Multi-mode Tensor Train Factorization with Spatial-spectral Regularization for Remote Sensing Images Recovery
This work addresses tensor completion for remote sensing image recovery, representing an incremental advancement in tensor factorization methods.
The paper tackles the problem of insufficient low-rankness characterization in tensor train factorization for third-order tensors by generalizing it to multi-mode tensor train factorization with spatial-spectral regularization, resulting in a method that outperforms compared methods on visual data with improved quantitative measures.

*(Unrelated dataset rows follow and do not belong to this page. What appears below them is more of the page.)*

//! Frame Log Routes

use axum::{
    extract::{Query, State},
    Json,
};
use serde::{Deserialize, Serialize};

use crate::SharedState;
use controller::FrameView;

/// Query parameters for the frames endpoint
#[derive(Debug, Deserialize)]
pub struct FrameQuery {
    /// Maximum number of records, most recent first
    #[serde(default = "default_limit")]
    pub limit: usize,
}

fn default_limit() -> usize {
    50
}

/// Response for the frames endpoint
#[derive(Debug, Serialize)]
pub struct FrameResponse {
    pub data: Vec<FrameView>,
    pub count: usize,
    /// Frames routed since start
    pub total: u64,
}

/// Get the most recent received frames
pub async fn get_frames(
    State(state): State<SharedState>,
    Query(params): Query<FrameQuery>,
) -> Json<FrameResponse> {
    let response = state.snapshot.with(|s| {
        let data: Vec<FrameView> = s.frames.iter().take(params.limit).cloned().collect();
        FrameResponse {
            count: data.len(),
            data,
            total: s.frames_total,
        }
    });
    Json(response)
}
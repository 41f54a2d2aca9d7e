//! Time-based animation waves
//!
//! Every wave is a pure function of the render timestamp, so a frame can be
//! reproduced exactly by rendering the same inputs at the same `now_ms`.

use std::f64::consts::TAU;

/// Sinusoid oscillating between `low` and `high`, `bpm` cycles per minute
/// (the FastLED `beatsin8` convention).
///
/// Starts at `low` when `now_ms` is zero.
#[derive(Debug, Clone, Copy, PartialEq)]
pub struct Wave {
    pub bpm: f64,
    pub low: u8,
    pub high: u8,
}

impl Wave {
    pub const fn new(bpm: f64, low: u8, high: u8) -> Self {
        Self { bpm, low, high }
    }

    /// Length of one full cycle
    pub fn period_ms(&self) -> f64 {
        60_000.0 / self.bpm
    }

    pub fn sample(&self, now_ms: u64) -> u8 {
        let (low, high) = if self.low <= self.high {
            (self.low, self.high)
        } else {
            (self.high, self.low)
        };
        let phase = (now_ms as f64 * self.bpm / 60_000.0).fract();
        let unit = (1.0 - (TAU * phase).cos()) / 2.0;
        let span = (high - low) as f64;
        (low as f64 + unit * span).round() as u8
    }
}

/// Square toggle: `true` for the first half of each period
pub fn square(now_ms: u64, half_period_ms: u64) -> bool {
    if half_period_ms == 0 {
        return true;
    }
    (now_ms / half_period_ms) % 2 == 0
}

#[cfg(test)]
mod tests {
    use super::*;

    #[test]
    fn test_wave_extremes() {
        let wave = Wave::new(60.0, 0, 255);
        assert_eq!(wave.period_ms(), 1000.0);
        assert_eq!(wave.sample(0), 0);
        assert_eq!(wave.sample(500), 255);
        assert_eq!(wave.sample(1000), 0);
        assert!((127..=128).contains(&wave.sample(250)));
    }

    #[test]
    fn test_wave_stays_in_bounds() {
        let wave = Wave::new(5.0, 64, 255);
        for t in (0..30_000).step_by(7) {
            let v = wave.sample(t);
            assert!((64..=255).contains(&v), "sample {} at {}", v, t);
        }
    }

    #[test]
    fn test_wave_is_deterministic() {
        let wave = Wave::new(6.0, 40, 120);
        assert_eq!(wave.sample(123_456), wave.sample(123_456));
    }

    #[test]
    fn test_square() {
        assert!(square(0, 200));
        assert!(square(199, 200));
        assert!(!square(200, 200));
        assert!(square(400, 200));
    }
}
//! LED hardware capability and its implementations

use crate::color::Rgb;
use std::fmt::Write as _;
use std::io::Write;
use thiserror::Error;
use tracing::{debug, info};

/// Minimum time between two stream lines (~30 Hz)
pub const STREAM_INTERVAL_MS: u64 = 33;
/// Hold time of each self-test step
pub const SELF_TEST_STEP_MS: u64 = 150;
/// Self-test length on the strip's clock; callers start their clock here
pub const SELF_TEST_DURATION_MS: u64 = 4 * SELF_TEST_STEP_MS;

#[derive(Debug, Error)]
pub enum StripError {
    #[error("LED output failed: {0}")]
    Io(#[from] std::io::Error),
}

/// Addressable LED strip
pub trait LedStrip {
    /// Show `pixels`; `now_ms` lets slow transports drop frames
    fn push(&mut self, pixels: &[Rgb], now_ms: u64) -> Result<(), StripError>;

    fn set_global_brightness(&mut self, brightness: u8);
}

/// Streams frames as text lines for the strip emulator.
///
/// Line format: `LED:<count>:<RRGGBB...>`, raw colors before brightness.
pub struct SerialStreamStrip<W: Write> {
    writer: W,
    last_line_ms: Option<u64>,
    brightness: u8,
    line: String,
}

impl<W: Write> SerialStreamStrip<W> {
    pub fn new(writer: W) -> Self {
        Self {
            writer,
            last_line_ms: None,
            brightness: 255,
            line: String::new(),
        }
    }

    pub fn brightness(&self) -> u8 {
        self.brightness
    }

    pub fn into_inner(self) -> W {
        self.writer
    }
}

/// Render one stream line, without the trailing newline
pub fn format_stream_line(pixels: &[Rgb]) -> String {
    let mut line = String::with_capacity(8 + pixels.len() * 6);
    write_stream_line(&mut line, pixels);
    line
}

fn write_stream_line(line: &mut String, pixels: &[Rgb]) {
    line.clear();
    // Writing into a String cannot fail
    let _ = write!(line, "LED:{}:", pixels.len());
    for pixel in pixels {
        let _ = write!(line, "{}", pixel);
    }
}

impl<W: Write> LedStrip for SerialStreamStrip<W> {
    fn push(&mut self, pixels: &[Rgb], now_ms: u64) -> Result<(), StripError> {
        if let Some(last) = self.last_line_ms {
            if now_ms.saturating_sub(last) < STREAM_INTERVAL_MS {
                return Ok(());
            }
        }
        self.last_line_ms = Some(now_ms);

        write_stream_line(&mut self.line, pixels);
        self.writer.write_all(self.line.as_bytes())?;
        self.writer.write_all(b"\n")?;
        self.writer.flush()?;
        Ok(())
    }

    fn set_global_brightness(&mut self, brightness: u8) {
        if brightness != self.brightness {
            debug!("Stream brightness -> {}", brightness);
        }
        self.brightness = brightness;
    }
}

/// Keeps every pushed frame in memory
#[derive(Debug, Default, Clone)]
pub struct RecordingStrip {
    pub frames: Vec<Vec<Rgb>>,
    pub brightness: Option<u8>,
    pub brightness_changes: usize,
}

impl RecordingStrip {
    pub fn new() -> Self {
        Self::default()
    }

    pub fn last_frame(&self) -> Option<&[Rgb]> {
        self.frames.last().map(Vec::as_slice)
    }
}

impl LedStrip for RecordingStrip {
    fn push(&mut self, pixels: &[Rgb], _now_ms: u64) -> Result<(), StripError> {
        self.frames.push(pixels.to_vec());
        Ok(())
    }

    fn set_global_brightness(&mut self, brightness: u8) {
        self.brightness = Some(brightness);
        self.brightness_changes += 1;
    }
}

/// Startup sweep: first pixel red, green, blue, then the whole strip black.
///
/// `pause` is called between steps so callers decide whether to sleep.
pub fn self_test<S: LedStrip + ?Sized>(
    strip: &mut S,
    len: usize,
    mut pause: impl FnMut(u64),
) -> Result<(), StripError> {
    let mut pixels = vec![Rgb::BLACK; len];
    let mut now_ms = 0;
    for color in [Rgb::RED, Rgb::GREEN, Rgb::BLUE] {
        if let Some(first) = pixels.first_mut() {
            *first = color;
        }
        strip.push(&pixels, now_ms)?;
        pause(SELF_TEST_STEP_MS);
        now_ms += SELF_TEST_STEP_MS;
    }
    pixels.fill(Rgb::BLACK);
    strip.push(&pixels, now_ms)?;
    pause(SELF_TEST_STEP_MS);
    info!("LED strip self-test complete");
    Ok(())
}

#[cfg(test)]
mod tests {
    use super::*;

    #[test]
    fn test_stream_line_format() {
        let pixels = [Rgb::new(255, 0, 0), Rgb::new(0, 0x80, 0x0A)];
        assert_eq!(format_stream_line(&pixels), "LED:2:FF000000800A");
    }

    #[test]
    fn test_stream_is_throttled() {
        let mut strip = SerialStreamStrip::new(Vec::new());
        let pixels = [Rgb::BLUE; 3];
        strip.push(&pixels, 0).unwrap();
        strip.push(&pixels, 10).unwrap();
        strip.push(&pixels, 33).unwrap();
        let out = String::from_utf8(strip.into_inner()).unwrap();
        assert_eq!(out, "LED:3:0000FF0000FF0000FF\nLED:3:0000FF0000FF0000FF\n");
    }

    #[test]
    fn test_self_test_sequence() {
        let mut strip = RecordingStrip::new();
        let mut paused = 0;
        self_test(&mut strip, 4, |ms| paused += ms).unwrap();
        let firsts: Vec<Rgb> = strip.frames.iter().map(|f| f[0]).collect();
        assert_eq!(firsts, vec![Rgb::RED, Rgb::GREEN, Rgb::BLUE, Rgb::BLACK]);
        assert!(strip.frames.iter().all(|f| f[1..].iter().all(|p| p.is_black())));
        assert_eq!(paused, SELF_TEST_DURATION_MS);
    }

    #[test]
    fn test_stream_resumes_after_self_test() {
        let mut strip = SerialStreamStrip::new(Vec::new());
        self_test(&mut strip, 2, |_| {}).unwrap();
        strip.push(&[Rgb::WHITE; 2], SELF_TEST_DURATION_MS).unwrap();
        let out = String::from_utf8(strip.into_inner()).unwrap();
        let lines: Vec<&str> = out.lines().collect();
        assert_eq!(lines.len(), 5);
        assert_eq!(lines[4], "LED:2:FFFFFFFFFFFF");
    }
}
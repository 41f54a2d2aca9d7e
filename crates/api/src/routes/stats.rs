//! Trip Statistics Routes

use axum::{extract::State, http::StatusCode, Json};
use serde::Serialize;
use tracing::info;
use vehicle_state::TripStatistics;

use crate::{ApiError, SharedState};
use controller::ControlCommand;

/// Response for the statistics endpoint
#[derive(Debug, Serialize)]
pub struct StatsResponse {
    pub trip: TripStatistics,
    pub average_rpm: u16,
    pub frames_total: u64,
    pub frames_unrecognized: u64,
    pub uptime_ms: u64,
}

/// Get trip and frame statistics
pub async fn get_stats(State(state): State<SharedState>) -> Json<StatsResponse> {
    let response = state.snapshot.with(|s| StatsResponse {
        trip: s.trip.clone(),
        average_rpm: s.average_rpm,
        frames_total: s.frames_total,
        frames_unrecognized: s.frames_unrecognized,
        uptime_ms: s.uptime_ms,
    });
    Json(response)
}

/// Start a new trip; takes effect on the next control cycle
pub async fn reset_stats(State(state): State<SharedState>) -> Result<StatusCode, ApiError> {
    state.send(ControlCommand::ResetTrip).await?;
    info!("Trip statistics reset requested");
    Ok(StatusCode::ACCEPTED)
}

Tensor train (TT) factorization and corresponding TT rank, which can well express the low-rankness and mode correlations of higher-order tensors, have attracted much attention in recent years. However, TT factorization based methods are generally not sufficient to characterize low-rankness along each mode of third-order tensor. Inspired by this, we generalize the tensor train factorization to the mode-k tensor train factorization and introduce a corresponding multi-mode tensor train (MTT) rank. Then, we proposed a novel low-MTT-rank tensor completion model via multi-mode TT factorization and spatial-spectral smoothness regularization. To tackle the proposed model, we develop an efficient proximal alternating minimization (PAM) algorithm. Extensive numerical experiment results on visual data demonstrate that the proposed MTTD3R method outperforms compared methods in terms of visual and quantitative measures.